The plant family Proteaceae is exceptionally diverse and our recent paper in Plant and Soil explores why this is


Traits related to efficient acquisition and use of phosphorus promote diversification in Proteaceae in phosphorus-impoverished landscapes

Hayes P.E.*, Nge F.J.*, Cramer M.D., Finnegan P.M., Fu P., Hopper S.D., Oliveira R.S., Turner B.L., Zemunik G., Zhong H., Lambers H. (2021) Plant and Soil https://doi.org/10.1007/s11104-021-04886-0


Background and aims: Plant species richness increases with declining soil phosphorus (P) availability, especially for Proteaceae in old infertile landscapes. This difference in richness might be attributed to faster diversification in lineages adapted to P-impoverished soils, i.e. species that possess specialised P-acquisition strategies, and have lower leaf P concentration ([P]) and higher seed [P]. Alternatively, a longer time for species accumulation might contribute to high species richness in low-P environments due to the geological stability of the landscapes in which they evolved. 

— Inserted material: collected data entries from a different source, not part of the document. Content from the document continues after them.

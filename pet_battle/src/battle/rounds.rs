//! Round timeline derived from stored timestamps.
//!
//! Nothing here keeps a timer. Every caller passes `now` and the round state
//! is recomputed from `created_at`, `started_at` and the template, so any
//! process holding the desk can answer the same way.
//!
//! Round `r` (1-based) occupies `[S(r-1), S(r))` seconds after the start,
//! where `S(r)` sums `duration + interval` over the first `r` rounds. Betting
//! runs until the round's elimination time `S(r) - interval`; the interval
//! after it shows the result.

use super::models::Desk;
use super::template::BattleTemplate;

/// Start time used for timeline math, projected to the end of the join window
/// while the desk has not started.
fn timeline_base(desk: &Desk, template: &BattleTemplate) -> i64 {
    if desk.started_at > 0 {
        desk.started_at
    } else {
        desk.created_at + template.match_window_secs
    }
}

/// Current 1-based round, 0 if the match has not started.
///
/// Stays at `total_rounds` once the timeline is exhausted.
pub fn current_round(desk: &Desk, template: &BattleTemplate, now: i64) -> usize {
    if desk.started_at == 0 {
        return 0;
    }

    let elapsed = now - desk.started_at;
    let mut boundary = 0;
    for (i, duration) in template.round_durations.iter().enumerate() {
        boundary += duration + template.round_interval_secs;
        if elapsed < boundary {
            return i + 1;
        }
    }

    template.total_rounds
}

/// Moment a round's elimination fires and its betting closes
pub fn round_start_time(desk: &Desk, template: &BattleTemplate, round: usize) -> i64 {
    let round = round.min(template.total_rounds);
    let betting: i64 = template.round_durations.iter().take(round).sum();
    let pauses = template.round_interval_secs * round.saturating_sub(1) as i64;
    timeline_base(desk, template) + betting + pauses
}

pub fn is_round_started(desk: &Desk, template: &BattleTemplate, round: usize, now: i64) -> bool {
    desk.started_at > 0 && round >= 1 && now >= round_start_time(desk, template, round)
}

pub fn is_round_ended(desk: &Desk, template: &BattleTemplate, round: usize, now: i64) -> bool {
    desk.started_at > 0
        && round >= 1
        && now >= round_start_time(desk, template, round) + template.round_interval_secs
}

/// Started explicitly, or the join window is over
pub fn is_match_started(desk: &Desk, template: &BattleTemplate, now: i64) -> bool {
    desk.started_at > 0 || now >= desk.created_at + template.match_window_secs
}

pub fn is_match_ended(desk: &Desk, template: &BattleTemplate, now: i64) -> bool {
    desk.started_at > 0
        && current_round(desk, template, now) == template.total_rounds
        && is_round_ended(desk, template, template.total_rounds, now)
}

/// Start time a client should see, 0 while still forming
pub fn effective_start(desk: &Desk, template: &BattleTemplate, now: i64) -> i64 {
    if desk.started_at > 0 {
        desk.started_at
    } else if now >= desk.created_at + template.match_window_secs {
        desk.created_at + template.match_window_secs
    } else {
        0
    }
}

/// Number of rounds whose elimination time has passed
pub fn due_rounds(desk: &Desk, template: &BattleTemplate, now: i64) -> usize {
    let round = current_round(desk, template, now);
    if round == 0 {
        0
    } else if is_round_started(desk, template, round, now) {
        round
    } else {
        round - 1
    }
}
//! Desk state and the views returned to callers.

use super::template::{Cell, PetId, ResourceAmount, TemplateId};
use serde::{Deserialize, Serialize};
use std::collections::BTreeMap;

/// Player (role) ID type
pub type RoleId = i64;

/// Synthetic player IDs start here; real role IDs stay below it.
pub const BOT_ID_FLOOR: RoleId = 1 << 48;

/// Whether an ID belongs to a synthetic bot seat
pub fn is_bot(role_id: RoleId) -> bool {
    role_id >= BOT_ID_FLOOR
}

/// Desk identifier `<templateId>-<sequence>`
pub fn desk_id(template_id: TemplateId, sequence: i64) -> String {
    format!("{template_id}-{sequence}")
}

/// Template ID encoded in a desk identifier
pub fn template_of(desk_id: &str) -> Option<TemplateId> {
    let (template, sequence) = desk_id.split_once('-')?;
    sequence.parse::<i64>().ok()?;
    template.parse().ok()
}

/// Per-player payout progress. Only ever moves forward.
#[derive(Debug, Clone, Copy, PartialEq, Eq, PartialOrd, Ord, Serialize, Deserialize)]
#[serde(rename_all = "lowercase")]
pub enum SettlementStatus {
    Unsettled,
    Eligible,
    Collected,
}

impl std::fmt::Display for SettlementStatus {
    fn fmt(&self, f: &mut std::fmt::Formatter<'_>) -> std::fmt::Result {
        match self {
            SettlementStatus::Unsettled => write!(f, "unsettled"),
            SettlementStatus::Eligible => write!(f, "eligible"),
            SettlementStatus::Collected => write!(f, "collected"),
        }
    }
}

/// Desk lifecycle flag
#[derive(Debug, Clone, Copy, PartialEq, Eq, Serialize, Deserialize)]
#[serde(rename_all = "lowercase")]
pub enum DeskLifecycle {
    /// No real player seated
    Unused,
    Active,
    /// Fully settled, safe to discard
    Closable,
}

/// Early close-out marker
#[derive(Debug, Clone, Copy, PartialEq, Eq, Serialize, Deserialize)]
pub enum SettlementRound {
    None,
    /// Every real player left before round 1 started; nobody is paid
    BeforeFirstRound,
    /// No real player remains after this round
    AfterRound(usize),
}

/// One seat's history on a desk
#[derive(Debug, Clone, PartialEq, Eq, Serialize, Deserialize)]
pub struct PlayerRecord {
    pub pet_id: PetId,
    /// One cell per round, index 0 is round 1
    pub bets: Vec<Cell>,
    pub win: bool,
    pub bonus: i64,
    pub settlement: SettlementStatus,
    /// Unix seconds, 0 for bots
    pub joined_at: i64,
    /// Ledger key suffix of the entry paid for this seat, empty for bots
    pub enrollment: String,
}

impl PlayerRecord {
    pub fn new(pet_id: PetId, joined_at: i64) -> Self {
        Self {
            pet_id,
            bets: Vec::new(),
            win: false,
            bonus: 0,
            settlement: SettlementStatus::Unsettled,
            joined_at,
            enrollment: String::new(),
        }
    }

    /// Raise the settlement status; lower targets are ignored
    pub fn advance_settlement(&mut self, status: SettlementStatus) {
        if status > self.settlement {
            self.settlement = status;
        }
    }

    pub fn bet_for(&self, round: usize) -> Option<Cell> {
        round.checked_sub(1).and_then(|i| self.bets.get(i)).copied()
    }
}

/// Mutable, ephemeral state of one match room
#[derive(Debug, Clone, PartialEq, Eq, Serialize, Deserialize)]
pub struct Desk {
    pub desk_id: String,
    pub template_id: TemplateId,
    pub created_at: i64,
    /// 0 until the match starts
    pub started_at: i64,
    /// Seated players in join order, real and bot
    pub players: Vec<RoleId>,
    /// Every player who ever sat here and did not leave
    pub records: BTreeMap<RoleId, PlayerRecord>,
    /// Eliminated cell per resolved round
    pub eliminated: Vec<Cell>,
    pub exited: Vec<RoleId>,
    /// Per-survivor bonus after each resolved round
    pub round_bonus: Vec<i64>,
    pub lifecycle: DeskLifecycle,
    /// Desk-level settlement done
    pub finalized: bool,
    pub settlement_round: SettlementRound,
    pub bot_counter: i64,
}

impl Desk {
    pub fn new(desk_id: String, template_id: TemplateId, now: i64) -> Self {
        Self {
            desk_id,
            template_id,
            created_at: now,
            started_at: 0,
            players: Vec::new(),
            records: BTreeMap::new(),
            eliminated: Vec::new(),
            exited: Vec::new(),
            round_bonus: Vec::new(),
            lifecycle: DeskLifecycle::Unused,
            finalized: false,
            settlement_round: SettlementRound::None,
            bot_counter: 0,
        }
    }

    pub fn is_seated(&self, role_id: RoleId) -> bool {
        self.players.contains(&role_id)
    }

    /// Seat a player, replacing any stale record. No-op if already seated.
    pub fn seat(&mut self, role_id: RoleId, pet_id: PetId, joined_at: i64) {
        if self.is_seated(role_id) {
            return;
        }
        self.players.push(role_id);
        self.records
            .insert(role_id, PlayerRecord::new(pet_id, joined_at));
    }

    /// Seat a real player under the enrollment that paid their entry
    pub fn seat_enrolled(
        &mut self,
        role_id: RoleId,
        pet_id: PetId,
        joined_at: i64,
        enrollment: &str,
    ) {
        if self.is_seated(role_id) {
            return;
        }
        self.seat(role_id, pet_id, joined_at);
        if let Some(record) = self.records.get_mut(&role_id) {
            record.enrollment = enrollment.to_string();
        }
    }

    /// Remove a player from the seated list, keeping the record
    pub fn unseat(&mut self, role_id: RoleId) -> bool {
        let before = self.players.len();
        self.players.retain(|id| *id != role_id);
        self.players.len() != before
    }

    pub fn real_player_count(&self) -> usize {
        self.players.iter().filter(|id| !is_bot(**id)).count()
    }

    pub fn bot_count(&self) -> usize {
        self.players.len() - self.real_player_count()
    }

    pub fn has_real_players(&self) -> bool {
        self.real_player_count() > 0
    }

    /// Stake carried into `round` by each survivor
    pub fn stake_before(&self, round: usize) -> i64 {
        round
            .checked_sub(2)
            .and_then(|i| self.round_bonus.get(i))
            .copied()
            .unwrap_or(0)
    }

    /// Every real player who sat through the match has collected
    pub fn all_real_collected(&self) -> bool {
        self.records
            .iter()
            .filter(|(id, _)| !is_bot(**id))
            .all(|(_, record)| record.settlement == SettlementStatus::Collected)
    }
}

/// Public view returned by match and match-state calls
#[derive(Debug, Clone, PartialEq, Eq, Serialize, Deserialize)]
pub struct MatchStateView {
    pub template_id: TemplateId,
    pub desk_id: String,
    pub created_at: i64,
    /// Effective start, reported once the join window elapsed even if no poll started it
    pub started_at: i64,
    pub joined_at: i64,
    pub player_count: usize,
    pub capacity: usize,
}

/// Who bet on which cell in a round, and what it is worth
#[derive(Debug, Clone, Default, PartialEq, Eq, Serialize, Deserialize)]
pub struct ScoreSnapshot {
    /// Sum of stakes per cell
    pub scores: BTreeMap<Cell, i64>,
    /// Pets per cell, the caller's own pet excluded
    pub pets: BTreeMap<Cell, Vec<PetId>>,
    /// Caller's cell for the round
    pub cell: Option<Cell>,
    pub player_bonus: i64,
    pub base_bonus: i64,
}

/// Round state reported to a polling player
#[derive(Debug, Clone, Copy, PartialEq, Eq, Serialize, Deserialize)]
#[serde(rename_all = "snake_case")]
pub enum RoundState {
    Ongoing,
    Ended,
    NotStarted,
    /// Caller is out and may settle now
    Settleable,
}

impl std::fmt::Display for RoundState {
    fn fmt(&self, f: &mut std::fmt::Formatter<'_>) -> std::fmt::Result {
        match self {
            RoundState::Ongoing => write!(f, "ongoing"),
            RoundState::Ended => write!(f, "ended"),
            RoundState::NotStarted => write!(f, "not_started"),
            RoundState::Settleable => write!(f, "settleable"),
        }
    }
}

#[derive(Debug, Clone, PartialEq, Eq, Serialize, Deserialize)]
pub struct RoundResultView {
    pub template_id: TemplateId,
    pub round: usize,
    pub state: RoundState,
    pub round_start_time: i64,
    pub eliminated: Vec<Cell>,
    pub score: Option<ScoreSnapshot>,
    pub pet_id: Option<PetId>,
    pub players_left: usize,
}

impl RoundResultView {
    /// View for a desk that no longer exists
    pub fn dismissed(template_id: TemplateId) -> Self {
        Self {
            template_id,
            round: 0,
            state: RoundState::Ended,
            round_start_time: 0,
            eliminated: Vec::new(),
            score: None,
            pet_id: None,
            players_left: 0,
        }
    }
}

#[derive(Debug, Clone, Copy, PartialEq, Eq, Serialize, Deserialize)]
pub struct ExitOutcome {
    /// Player was removed now; false means the running round must finish first
    pub immediate: bool,
}

#[derive(Debug, Clone, PartialEq, Eq, Serialize, Deserialize)]
pub struct LeaveOutcome {
    pub refund: Option<ResourceAmount>,
}

#[derive(Debug, Clone, PartialEq, Eq, Serialize, Deserialize)]
pub struct SettlementOutcome {
    pub win: bool,
    pub bonus: i64,
    pub rewards: Vec<ResourceAmount>,
    /// False when this call was a replay and nothing was credited
    pub credited: bool,
}

/// One player's line in the durable result record
#[derive(Debug, Clone, PartialEq, Eq, Serialize, Deserialize)]
pub struct RosterEntry {
    pub role_id: RoleId,
    pub pet_id: PetId,
    pub bets: Vec<Cell>,
    pub win: bool,
    pub bonus: i64,
}

/// Durable record of a finished desk
#[derive(Debug, Clone, PartialEq, Eq, Serialize, Deserialize)]
pub struct BattleRecord {
    pub template_id: TemplateId,
    pub desk_id: String,
    pub created_at: i64,
    pub started_at: i64,
    pub finished_at: i64,
    pub roster: Vec<RosterEntry>,
    pub eliminated: Vec<Cell>,
    pub round_bonus: Vec<i64>,
}

impl BattleRecord {
    pub fn from_desk(desk: &Desk, finished_at: i64) -> Self {
        Self {
            template_id: desk.template_id,
            desk_id: desk.desk_id.clone(),
            created_at: desk.created_at,
            started_at: desk.started_at,
            finished_at,
            roster: desk
                .records
                .iter()
                .map(|(role_id, record)| RosterEntry {
                    role_id: *role_id,
                    pet_id: record.pet_id,
                    bets: record.bets.clone(),
                    win: record.win,
                    bonus: record.bonus,
                })
                .collect(),
            eliminated: desk.eliminated.clone(),
            round_bonus: desk.round_bonus.clone(),
        }
    }

    pub fn entry(&self, role_id: RoleId) -> Option<&RosterEntry> {
        self.roster.iter().find(|entry| entry.role_id == role_id)
    }
}

#[cfg(test)]
mod tests {
    use super::*;

    #[test]
    fn test_bot_threshold() {
        assert!(!is_bot(1));
        assert!(!is_bot(BOT_ID_FLOOR - 1));
        assert!(is_bot(BOT_ID_FLOOR));
    }

    #[test]
    fn test_desk_id_roundtrip() {
        let id = desk_id(12, 345);
        assert_eq!(id, "12-345");
        assert_eq!(template_of(&id), Some(12));
        assert_eq!(template_of("12"), None);
        assert_eq!(template_of("x-1"), None);
        assert_eq!(template_of("12-y"), None);
    }

    #[test]
    fn test_settlement_status_never_regresses() {
        let mut record = PlayerRecord::new(1, 0);
        record.advance_settlement(SettlementStatus::Collected);
        record.advance_settlement(SettlementStatus::Eligible);
        assert_eq!(record.settlement, SettlementStatus::Collected);
    }

    #[test]
    fn test_seat_is_idempotent() {
        let mut desk = Desk::new("1-1".to_string(), 1, 100);
        desk.seat(5, 101, 100);
        desk.seat(5, 102, 105);
        assert_eq!(desk.players, vec![5]);
        assert_eq!(desk.records[&5].pet_id, 101);
    }

    #[test]
    fn test_seat_enrolled_keeps_first_enrollment() {
        let mut desk = Desk::new("1-1".to_string(), 1, 100);
        desk.seat_enrolled(5, 101, 100, "first");
        desk.seat_enrolled(5, 101, 100, "second");
        assert_eq!(desk.records[&5].enrollment, "first");

        desk.seat(BOT_ID_FLOOR + 1, 102, 0);
        assert!(desk.records[&(BOT_ID_FLOOR + 1)].enrollment.is_empty());
    }

    #[test]
    fn test_unseat_keeps_record() {
        let mut desk = Desk::new("1-1".to_string(), 1, 100);
        desk.seat(5, 101, 100);
        assert!(desk.unseat(5));
        assert!(!desk.unseat(5));
        assert!(desk.records.contains_key(&5));
    }

    #[test]
    fn test_real_and_bot_counts() {
        let mut desk = Desk::new("1-1".to_string(), 1, 100);
        desk.seat(5, 101, 100);
        desk.seat(BOT_ID_FLOOR + 1, 102, 0);
        assert_eq!(desk.real_player_count(), 1);
        assert_eq!(desk.bot_count(), 1);
    }

    #[test]
    fn test_stake_before() {
        let mut desk = Desk::new("1-1".to_string(), 1, 100);
        desk.round_bonus = vec![50, 120];
        assert_eq!(desk.stake_before(1), 0);
        assert_eq!(desk.stake_before(2), 50);
        assert_eq!(desk.stake_before(3), 120);
    }

    #[test]
    fn test_all_real_collected_ignores_bots() {
        let mut desk = Desk::new("1-1".to_string(), 1, 100);
        desk.seat(5, 101, 100);
        desk.seat(BOT_ID_FLOOR + 1, 102, 0);
        assert!(!desk.all_real_collected());
        desk.records
            .get_mut(&5)
            .unwrap()
            .advance_settlement(SettlementStatus::Collected);
        assert!(desk.all_real_collected());
    }
}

Methods: We assessed differences in diversification of Proteaceae in P-impoverished vs. nutrient-rich environments and whether these were linked to adaptations to P-impoverished soils. We explored mature leaf and seed [P] and investigated how these traits changed over the evolutionary history of the family, and within two species-rich genera (Banksia, Hakea). Results: Faster diversification was correlated with lower leaf and higher seed [P] for species-rich genera across the Proteaceae. For Banksia and Hakea, diversification rates peaked at relatively low leaf [P], but not at the lowest leaf [P]. Ancestral state reconstructions indicated that low leaf [P] is a trait that was likely present in the early evolution of the Proteaceae, with recent transitions to higher leaf [P] across several species-poor rainforest genera. 

Conclusions: Diversification of Proteaceae correlated strongly with P-related traits. In an evolutionary context, functional cluster roots, low leaf [P] and high seed [P] were likely key innovations allowing diversification. Selection for low leaf [P] early in the evolutionary history of Proteaceae pre-adapted ancestors of this family to diversify into oligotrophic environments. We discuss how our findings are likely relevant for understanding diversification dynamics of other plant families that occur in P-impoverished environments.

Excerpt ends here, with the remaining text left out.